I have dithered more over the question of adopting a permanent dog than I ever dithered over the idea of adding another human to the family, but the dog question has been answered now and the answer is Sandy.
I had been joking with Pete that maybe I would adopt a dog and name it Peter so I wouldn't miss him quite as much -- ha ha ha, I'm so hilarious -- but it was a joke. I surprised myself on Saturday morning by asking Elwood and Stella if they were interested in going to the weekly adoption event hosted by the organization we used to foster for. Okay, they said, and off we went.

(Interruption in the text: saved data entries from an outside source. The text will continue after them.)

//! Unix implementations of platform helpers.

use anyhow::{Context, Result};
use std::fs::{self, File, OpenOptions};
use std::io::{self, Write};
use std::os::unix::fs::{OpenOptionsExt, PermissionsExt};
use std::path::Path;

use super::temp::temp_sibling_of;

/// rename(2): atomically replaces `dst` if it exists.
pub fn replace_file(src: &Path, dst: &Path) -> io::Result<()> {
    fs::rename(src, dst)
}

/// Persist directory entries (renames, creations) to stable storage.
pub fn fsync_dir(dir: &Path) -> io::Result<()> {
    File::open(dir)?.sync_all()
}

pub fn is_cross_device(e: &io::Error) -> bool {
    e.raw_os_error() == Some(libc::EXDEV)
}

/// Open log file for appending; set 0600 only when creating a new file.
/// Existing files keep their permissions so administrators can widen them.
pub fn open_log_file_secure_append(path: &Path) -> io::Result<File> {
    if let Some(parent) = path.parent() {
        let _ = fs::create_dir_all(parent);
    }
    OpenOptions::new()
        .create(true)
        .append(true)
        .custom_flags(libc::O_NOFOLLOW | libc::O_CLOEXEC)
        .mode(0o600)
        .open(path)
}

/// Write a new config file: temp (0600, O_EXCL) + fsync + rename + fsync dir.
pub fn write_config_secure_new_0600(path: &Path, contents: &[u8]) -> Result<()> {
    let parent = path
        .parent()
        .ok_or_else(|| io::Error::new(io::ErrorKind::InvalidInput, "config path has no parent"))?;
    fs::create_dir_all(parent).with_context(|| format!("create parent '{}'", parent.display()))?;

    let tmp = temp_sibling_of(path, "config");
    let mut f = OpenOptions::new()
        .write(true)
        .create_new(true)
        .mode(0o600)
        .open(&tmp)
        .with_context(|| format!("create temp '{}'", tmp.display()))?;
    f.write_all(contents).context("write temp")?;
    f.sync_all().context("fsync temp")?;
    drop(f);

    if let Err(e) = fs::rename(&tmp, path) {
        let _ = fs::remove_file(&tmp);
        return Err(e)
            .with_context(|| format!("rename '{}' -> '{}'", tmp.display(), path.display()));
    }
    fsync_dir(parent).context("fsync parent dir")?;
    Ok(())
}

/// POSIX chmod 0700 for directories.
pub fn set_dir_mode_0700(path: &Path) -> io::Result<()> {
    fs::set_permissions(path, fs::Permissions::from_mode(0o700))
}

Neither of the dogs I'd been interested in had been able to come. I moseyed down the aisle and said hello to someone I knew. We chatted about his foster dog briefly, and I became aware of a particularly intense stare emanating from the crate next door.

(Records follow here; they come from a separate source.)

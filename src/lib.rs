//! submission_move library crate.
//!
//! Moves the files of a submission from a staging ("source") root into a final
//! ("target") root, keeping each file's path relative to the root.
//!
//! Highlights:
//! - `resolve_target_path` maps a file below the source root to its place below the target root.
//! - `move_file` creates missing destination directories, replaces an existing
//!   destination atomically, and removes the source.
//! - Same-filesystem moves are a single rename; cross-device moves copy into a
//!   temporary sibling of the destination and rename it into place.
//! - `move_submission` walks a whole source tree; `move_files` moves an explicit list.
//! - Failures are classified as invalid argument, not found, or I/O failure (`MoveError`).

pub mod cli;
pub mod config;
pub mod errors;
pub mod fs_ops;
pub mod output;
pub mod platform;
pub mod resolve;
pub mod shutdown;

pub use config::types::{Config, LogLevel};
pub use config::{default_config_path, default_log_path, path_has_symlink_ancestor};
pub use errors::{MoveError, Result};
pub use fs_ops::{
    BatchReport, MoveOptions, OnError, move_file, move_file_with, move_files, move_submission,
};
pub use resolve::{relative_to_root, resolve_target_path};

/// Commonly used items for embedding the mover.
pub mod prelude {
    pub use crate::{
        BatchReport, Config, MoveError, MoveOptions, OnError, move_file, move_files,
        move_submission, resolve_target_path,
    };
}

Sandy had tucked herself in the corner of her crate. She was huddled up there, a little trembly, with enormous beseeching eyes.
Now you guys, I'm not very sentimental about rescue dogs. I've cleaned up a lot of foster dog messes; I've dealt with a lot of foster dog misbehavior. I've agreed to bring dogs into my house based on their adorable pictures and then I have been positively elated when they got adopted. You can't judge a dog by its temporarily adorable face; you have to wait and see how many shoes it will try to eat and how annoying its counter-surfing will be.
I did not think I would be stirred by a pair of beseeching eyes, but I was mistaken about that.
I have to admit that for three years now I have read the glowing adoption posts in the rescue's Facebook group with a measure of skepticism. And yet here I am, thinking, "Maybe I'll call this post 'Besotted.'"
Tonight I went outside to mow the grass. After she saw me walk out the door Sandy nosed into our bedroom and hopped up on the bed, where I had left the dress I wore to Mass earlier today. She curled herself up on top of it, and declined to move until I came back in. "Oh, Jamie," her tail said when I returned, "now it is time to sit on the couch together! And I will stretch my whole self out against you, because full-body contact is the best kind of contact, and then you may give me skritches."
Eloquent tail, eloquent eyes, with 20-odd pounds of snuggly in between. She's the best.